Stored data entries:
###

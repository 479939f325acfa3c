//! Rule document editing: list, add, remove, export, import.
//!
//! Every write goes through [`SpecLoader::save`], so an edit can never leave
//! an invalid document on disk.

use std::fs;
use std::path::Path;

use tracing::info;

use serde_json::{Value, json};

use super::loader::{SpecFormat, SpecLoader};
use super::model::{Rule, Spec};
use crate::types::{Result, ReviveError};

pub struct RuleEditor;

impl RuleEditor {
    pub fn list(spec_path: &Path) -> Result<Vec<String>> {
        Ok(SpecLoader::load_or_default(spec_path)?
            .rules
            .into_iter()
            .map(|r| r.name)
            .collect())
    }

    /// Replace the rule with the same name in place, else append.
    /// Returns `true` when an existing rule was replaced.
    pub fn upsert(spec_path: &Path, rule: Rule) -> Result<bool> {
        let mut spec = SpecLoader::load_or_default(spec_path)?;
        let replaced = match spec.rules.iter_mut().find(|r| r.name == rule.name) {
            Some(existing) => {
                *existing = rule;
                true
            }
            None => {
                spec.rules.push(rule);
                false
            }
        };
        SpecLoader::save(&spec, spec_path)?;
        info!(path = %spec_path.display(), replaced, "Rule saved");
        Ok(replaced)
    }

    /// Add a rule read from a standalone YAML/JSON/TOML file
    pub fn add_from_file(spec_path: &Path, rule_path: &Path) -> Result<bool> {
        let content = fs::read_to_string(rule_path)?;
        let raw: Value = match SpecFormat::from_path(rule_path) {
            SpecFormat::Yaml => serde_yaml::from_str(&content)?,
            SpecFormat::Json => serde_json::from_str(&content)?,
            SpecFormat::Toml => toml::from_str(&content)
                .map_err(|e| ReviveError::Config(format!("Invalid rule TOML: {}", e)))?,
        };
        let mut wrapped = SpecLoader::from_value(json!({ "version": "1", "rules": [raw] }))?;
        match wrapped.rules.pop() {
            Some(rule) => Self::upsert(spec_path, rule),
            None => Ok(false),
        }
    }

    /// Remove a rule by name. Returns `false` when no rule had that name.
    pub fn remove(spec_path: &Path, name: &str) -> Result<bool> {
        let mut spec: Spec = SpecLoader::load_or_default(spec_path)?;
        let before = spec.rules.len();
        spec.rules.retain(|r| r.name != name);
        if spec.rules.len() == before {
            return Ok(false);
        }
        SpecLoader::save(&spec, spec_path)?;
        info!(path = %spec_path.display(), rule = name, "Rule removed");
        Ok(true)
    }

    /// Copy the current spec to `output`, converting format by extension
    pub fn export(spec_path: &Path, output: &Path) -> Result<()> {
        let spec = SpecLoader::load(spec_path)?;
        SpecLoader::save(&spec, output)
    }

    /// Validate `input` and install it as the current spec
    pub fn import(spec_path: &Path, input: &Path) -> Result<()> {
        let spec = SpecLoader::load(input)?;
        SpecLoader::save(&spec, spec_path)
    }
}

###

▶ [WHAT IS REQUIRED]: Each entry shown above is to be duplicated exactly.

▶ [RESULT OF THIS TASK]:
repository 479939f325acfa3c
//! Rule document editing: list, add, remove, export, import.
//!
//! Every write goes through [`SpecLoader::save`], so an edit can never leave
//! an invalid document on disk.

use std::fs;
use std::path::Path;

use tracing::info;

use serde_json::{Value, json};

use super::loader::{SpecFormat, SpecLoader};
use super::model::{Rule, Spec};
use crate::types::{Result, ReviveError};

pub struct RuleEditor;

impl RuleEditor {
    pub fn list(spec_path: &Path) -> Result<Vec<String>> {
        Ok(SpecLoader::load_or_default(spec_path)?
            .rules
            .into_iter()
            .map(|r| r.name)
            .collect())
    }

    /// Replace the rule with the same name in place, else append.
    /// Returns `true` when an existing rule was replaced.
    pub fn upsert(spec_path: &Path, rule: Rule) -> Result<bool> {
        let mut spec = SpecLoader::load_or_default(spec_path)?;
        let replaced = match spec.rules.iter_mut().find(|r| r.name == rule.name) {
            Some(existing) => {
                *existing = rule;
                true
            }
            None => {
                spec.rules.push(rule);
                false
            }
        };
        SpecLoader::save(&spec, spec_path)?;
        info!(path = %spec_path.display(), replaced, "Rule saved");
        Ok(replaced)
    }

    /// Add a rule read from a standalone YAML/JSON/TOML file
    pub fn add_from_file(spec_path: &Path, rule_path: &Path) -> Result<bool> {
        let content = fs::read_to_string(rule_path)?;
        let raw: Value = match SpecFormat::from_path(rule_path) {
            SpecFormat::Yaml => serde_yaml::from_str(&content)?,
            SpecFormat::Json => serde_json::from_str(&content)?,
            SpecFormat::Toml => toml::from_str(&content)
                .map_err(|e| ReviveError::Config(format!("Invalid rule TOML: {}", e)))?,
        };
        let mut wrapped = SpecLoader::from_value(json!({ "version": "1", "rules": [raw] }))?;
        match wrapped.rules.pop() {
            Some(rule) => Self::upsert(spec_path, rule),
            None => Ok(false),
        }
    }

    /// Remove a rule by name. Returns `false` when no rule had that name.
    pub fn remove(spec_path: &Path, name: &str) -> Result<bool> {
        let mut spec: Spec = SpecLoader::load_or_default(spec_path)?;
        let before = spec.rules.len();
        spec.rules.retain(|r| r.name != name);
        if spec.rules.len() == before {
            return Ok(false);
        }
        SpecLoader::save(&spec, spec_path)?;
        info!(path = %spec_path.display(), rule = name, "Rule removed");
        Ok(true)
    }

    /// Copy the current spec to `output`, converting format by extension
    pub fn export(spec_path: &Path, output: &Path) -> Result<()> {
        let spec = SpecLoader::load(spec_path)?;
        SpecLoader::save(&spec, output)
    }

    /// Validate `input` and install it as the current spec
    pub fn import(spec_path: &Path, input: &Path) -> Result<()> {
        let spec = SpecLoader::load(input)?;
        SpecLoader::save(&spec, spec_path)
    }
}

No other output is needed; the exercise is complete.